Ordem de Mendonça sobre dados de Lulinha causa mal-estar no governo e na PF

O ministro André Mendonça, do Supremo Tribunal Federal, determinou que a Polícia Federal entregue os dados brutos das quebras de sigilo de Fábio Luís, o Lulinha, filho do presidente Lula, no âmbito das investigações sobre fraudes no INSS. A medida, tomada há pouco mais de uma semana, estremeceu as relações entre o governo, a PF e o magistrado.
Segundo interlocutores de Mendonça, a decisão não foi inédita: ao menos três pedidos de acesso aos relatórios da quebra de sigilo de Lulinha haviam sido feitos nos meses anteriores. A quebra ocorreu em dezembro de 2025, mas o material ainda não tinha sido incorporado aos autos do processo.
Diante da ordem, a Polícia Federal tentou contestar a decisão, com a preocupação de preservar a institucionalidade e a autonomia da corporação na apuração. No entanto, a Advocacia-Geral da União, chefiada por Jorge Messias, optou por não intervir, o que dividiu opiniões no governo. Parte dos interlocutores cobrou uma postura mais firme; outros avaliaram que juridicamente não cabia à AGU recorrer de uma decisão de um ministro do STF.

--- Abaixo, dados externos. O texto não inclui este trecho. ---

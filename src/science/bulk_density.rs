// SPDX-FileCopyrightText: 2026 Santhosh Shyamsundar, Prabhu S., and Studio Tyto
// SPDX-License-Identifier: MIT
//
// LabCore — Materials Testing Observation Kernel
// BulkDensityEngine: cut-specimen and container bulk density (IS 2386 Pt 3)

use serde::{Deserialize, Serialize};

use crate::formulas::{self, VolumeScale};
use crate::rounding::round_to;
use crate::stats;

/// Cut specimen: mm dimensions, wet and oven-dry weights in kg.
#[derive(Clone, Debug, Default, Serialize, Deserialize)]
pub struct CutSpecimen {
    pub id_mark: String,
    pub length: f64,
    pub breadth: f64,
    pub depth: f64,
    pub weight_before: f64,
    pub weight_after: f64,
}

#[derive(Clone, Debug, Serialize, Deserialize)]
pub struct CutSpecimenRow {
    pub id_mark: String,
    /// m³, 6 decimals; downstream density reads this rounded figure
    pub volume: f64,
    /// kg/m³
    pub bulk_density: Option<f64>,
    /// percent of dry mass, may be negative (flagged by the kernel)
    pub moisture_content: Option<f64>,
}

#[derive(Clone, Debug, Serialize, Deserialize)]
pub struct BulkDensityResult {
    pub rows: Vec<CutSpecimenRow>,
    pub avg_bulk_density: Option<f64>,
    pub avg_moisture_content: Option<f64>,
}

/// Container method: measured container volume in litres, compacted
/// ("rodded") and shovelled ("loose") fill weights in kg.
#[derive(Clone, Debug, Default, Serialize, Deserialize)]
pub struct ContainerReading {
    pub volume: f64,
    pub rodded_weight: f64,
    pub loose_weight: f64,
}

#[derive(Clone, Debug, Serialize, Deserialize)]
pub struct ContainerRow {
    /// kg/L
    pub rodded_density: Option<f64>,
    /// kg/L
    pub loose_density: Option<f64>,
}

#[derive(Clone, Debug, Serialize, Deserialize)]
pub struct ContainerDensityResult {
    pub rows: Vec<ContainerRow>,
    pub mean_rodded_density: Option<f64>,
    pub mean_loose_density: Option<f64>,
}

pub struct BulkDensityEngine;

impl BulkDensityEngine {
    /// Bulk density and moisture content of cut specimens.
    ///
    /// The oven-dry weight is the mass term for bulk density; the wet/dry
    /// pair gives moisture content. Each derived cell is guarded the same
    /// way the pure formulas are.
    pub fn compute_cut_specimens(specimens: &[CutSpecimen]) -> BulkDensityResult {
        let rows: Vec<CutSpecimenRow> = specimens
            .iter()
            .map(|s| {
                let volume = round_to(
                    formulas::volume(s.length, s.breadth, s.depth, VolumeScale::CubicMetres),
                    6,
                );
                CutSpecimenRow {
                    id_mark: s.id_mark.clone(),
                    volume,
                    bulk_density: formulas::density(s.weight_after, volume)
                        .map(|d| round_to(d, 1)),
                    moisture_content: formulas::moisture_content(s.weight_before, s.weight_after)
                        .map(|w| round_to(w, 2)),
                }
            })
            .collect();

        BulkDensityResult {
            avg_bulk_density: stats::mean_positive(rows.iter().map(|r| r.bulk_density))
                .map(|m| round_to(m, 1)),
            avg_moisture_content: stats::mean_positive(rows.iter().map(|r| r.moisture_content))
                .map(|m| round_to(m, 2)),
            rows,
        }
    }

    /// Rodded and loose bulk density of aggregate in a calibrated container.
    pub fn compute_container(readings: &[ContainerReading]) -> ContainerDensityResult {
        let rows: Vec<ContainerRow> = readings
            .iter()
            .map(|r| ContainerRow {
                rodded_density: formulas::density(r.rodded_weight, r.volume)
                    .map(|d| round_to(d, 3)),
                loose_density: formulas::density(r.loose_weight, r.volume)
                    .map(|d| round_to(d, 3)),
            })
            .collect();

        ContainerDensityResult {
            mean_rodded_density: stats::mean_positive(rows.iter().map(|r| r.rodded_density))
                .map(|m| round_to(m, 3)),
            mean_loose_density: stats::mean_positive(rows.iter().map(|r| r.loose_density))
                .map(|m| round_to(m, 3)),
            rows,
        }
    }
}
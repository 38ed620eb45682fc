// SPDX-FileCopyrightText: 2026 Santhosh Shyamsundar, Prabhu S., and Studio Tyto
// SPDX-License-Identifier: MIT
//! The observation sheet: transient form state plus incremental recompute.
//!
//! A sheet is created when a form mounts (optionally pre-seeded from a
//! saved draft), mutated on every keystroke through [`ObservationSheet::set_field`],
//! and discarded when the form unmounts; persistence belongs to the host.
//! Each mutation re-evaluates only the derived fields downstream of the
//! edited key, in topological order.

use std::collections::HashMap;

use wasm_bindgen::prelude::*;

use crate::formulas;
use crate::rounding::{self, Reading};
use crate::stats;

use super::graph::RecalcGraph;
use super::plan::{Binding, Formula, PlanRegistry, TestPlan};

#[wasm_bindgen]
pub struct ObservationSheet {
    plan: TestPlan,
    graph: RecalcGraph,
    raw: HashMap<String, f64>,
    derived: HashMap<String, Option<f64>>,
}

#[wasm_bindgen]
impl ObservationSheet {
    /// Open a blank sheet for a standard test type.
    #[wasm_bindgen]
    pub fn open(test_type: &str) -> Result<ObservationSheet, JsValue> {
        let plan = PlanRegistry::get_standard(test_type)
            .ok_or_else(|| JsValue::from_str(&format!("Unknown test type: {}", test_type)))?;
        ObservationSheet::from_plan(plan).map_err(|e| JsValue::from_str(&e))
    }

    /// Pre-seed raw fields from a JSON object (string or number values),
    /// then run a full recompute pass.
    pub fn load_json(&mut self, fields_json: &str) -> Result<(), JsValue> {
        let fields: HashMap<String, Reading> = serde_json::from_str(fields_json)
            .map_err(|e| JsValue::from_str(&format!("Failed to parse fields: {}", e)))?;
        for (key, reading) in fields {
            if !self.graph.is_output(&key) {
                self.raw.insert(key, reading.value());
            }
        }
        self.recompute_all();
        Ok(())
    }

    /// Record one keystroke's worth of input and recompute downstream.
    ///
    /// Derived fields are read-only from the host side; setting one is a
    /// no-op rather than an error, mirroring a disabled report cell.
    pub fn set_field(&mut self, key: &str, text: &str) {
        self.set_value(key, rounding::coerce(text));
    }

    /// Same as [`set_field`](Self::set_field) with an already-numeric value.
    pub fn set_value(&mut self, key: &str, value: f64) {
        if self.graph.is_output(key) {
            return;
        }
        self.raw
            .insert(key.to_string(), if value.is_finite() { value } else { 0.0 });
        for output in self.graph.affected(key) {
            self.evaluate(&output);
        }
    }

    /// Current value of a field; `None` for guarded derived fields that have
    /// not computed (and for fields never touched).
    pub fn value(&self, key: &str) -> Option<f64> {
        if let Some(d) = self.derived.get(key) {
            return *d;
        }
        self.raw.get(key).copied()
    }

    /// Display string for a field: derived fields at their configured
    /// precision, raw fields verbatim, absent values as the empty string.
    pub fn display(&self, key: &str) -> String {
        if let Some(d) = self.derived.get(key) {
            let decimals = self
                .binding(key)
                .map(|b| b.decimals)
                .unwrap_or(2);
            return rounding::format_fixed(*d, decimals);
        }
        match self.raw.get(key) {
            Some(v) => format!("{}", v),
            None => String::new(),
        }
    }

    /// Full form state as JSON: every raw field as a number, every derived
    /// field as its formatted display string.
    pub fn snapshot_json(&self) -> String {
        self.snapshot_value().to_string()
    }

    /// Structured snapshot for the host, same data as
    /// [`snapshot_json`](Self::snapshot_json).
    pub fn snapshot(&self) -> JsValue {
        serde_wasm_bindgen::to_value(&self.snapshot_value()).unwrap_or(JsValue::NULL)
    }

    pub fn test_type(&self) -> String {
        self.plan.id.clone()
    }
}

/// Pure Rust implementation (non-wasm-bindgen).
impl ObservationSheet {
    pub fn from_plan(plan: TestPlan) -> Result<ObservationSheet, String> {
        let graph = RecalcGraph::compile(&plan)?;
        let mut sheet = ObservationSheet {
            plan,
            graph,
            raw: HashMap::new(),
            derived: HashMap::new(),
        };
        sheet.recompute_all();
        Ok(sheet)
    }

    pub fn plan(&self) -> &TestPlan {
        &self.plan
    }

    fn snapshot_value(&self) -> serde_json::Value {
        let mut fields = serde_json::Map::new();
        for (key, value) in &self.raw {
            if let Some(n) = serde_json::Number::from_f64(*value) {
                fields.insert(key.clone(), serde_json::Value::Number(n));
            }
        }
        for key in self.plan.outputs() {
            fields.insert(
                key.to_string(),
                serde_json::Value::String(self.display(key)),
            );
        }
        serde_json::json!({
            "testType": self.plan.id,
            "replicates": self.plan.replicates,
            "fields": fields,
        })
    }

    fn binding(&self, output: &str) -> Option<&Binding> {
        self.plan.bindings.iter().find(|b| b.output == output)
    }

    fn recompute_all(&mut self) {
        for output in self.graph.full_order().to_vec() {
            self.evaluate(&output);
        }
    }

    /// Numeric input with the blank-coerces-to-zero policy.
    fn input(&self, key: &str) -> f64 {
        self.value(key).unwrap_or(0.0)
    }

    fn evaluate(&mut self, output: &str) {
        let Some(binding) = self.binding(output).cloned() else {
            return;
        };
        let result = self.apply(&binding);
        self.derived.insert(
            binding.output,
            result.map(|v| rounding::round_to(v, binding.decimals)),
        );
    }

    fn apply(&self, binding: &Binding) -> Option<f64> {
        let at = |i: usize| self.input(&binding.inputs[i]);
        match &binding.formula {
            Formula::Area => Some(formulas::area(at(0), at(1))),
            Formula::Volume(scale) => Some(formulas::volume(at(0), at(1), at(2), *scale)),
            Formula::Density => formulas::density(at(0), at(1)),
            Formula::MoistureContent => formulas::moisture_content(at(0), at(1)),
            Formula::SpecificGravity => {
                formulas::specific_gravity_pycnometer(at(0), at(1), at(2), at(3))
            }
            Formula::WaterAbsorption => formulas::water_absorption(at(0), at(1)),
            Formula::CompressiveStrength => formulas::compressive_strength(at(0), at(1)),
            Formula::ImpactValue => formulas::impact_value(at(0), at(1)),
            Formula::ResiduePercent => formulas::residue_percent(at(0), at(1)),
            Formula::Difference => Some(at(0) - at(1)),
            Formula::MeanPositive => {
                stats::mean_positive(binding.inputs.iter().map(|k| self.value(k)))
            }
        }
    }
}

Integrantes do governo afirmam que Mendonça tem atuado com 'superpoderes' e ultrapassado limites institucionais. O episódio ocorre em meio a vazamentos de dados da investigação, que tramita em sigilo, o que agrava o desgaste político. Com a aproximação da campanha eleitoral, a orientação no Palácio do Planalto é estancar a crise para conter os danos que o caso Lulinha pode causar nas eleições.
Principais informações
- André Mendonça ordenou à PF acesso a dados brutos da quebra de sigilo de Lulinha.
- Investigação trata de fraudes no INSS; quebra ocorreu em dezembro de 2025.
- PF tentou contestar a ordem, mas AGU não interveio.
- Governo vê 'superpoderes' do ministro e teme danos eleitorais.
- Vazamentos de dados sigilosos aumentam desgaste político.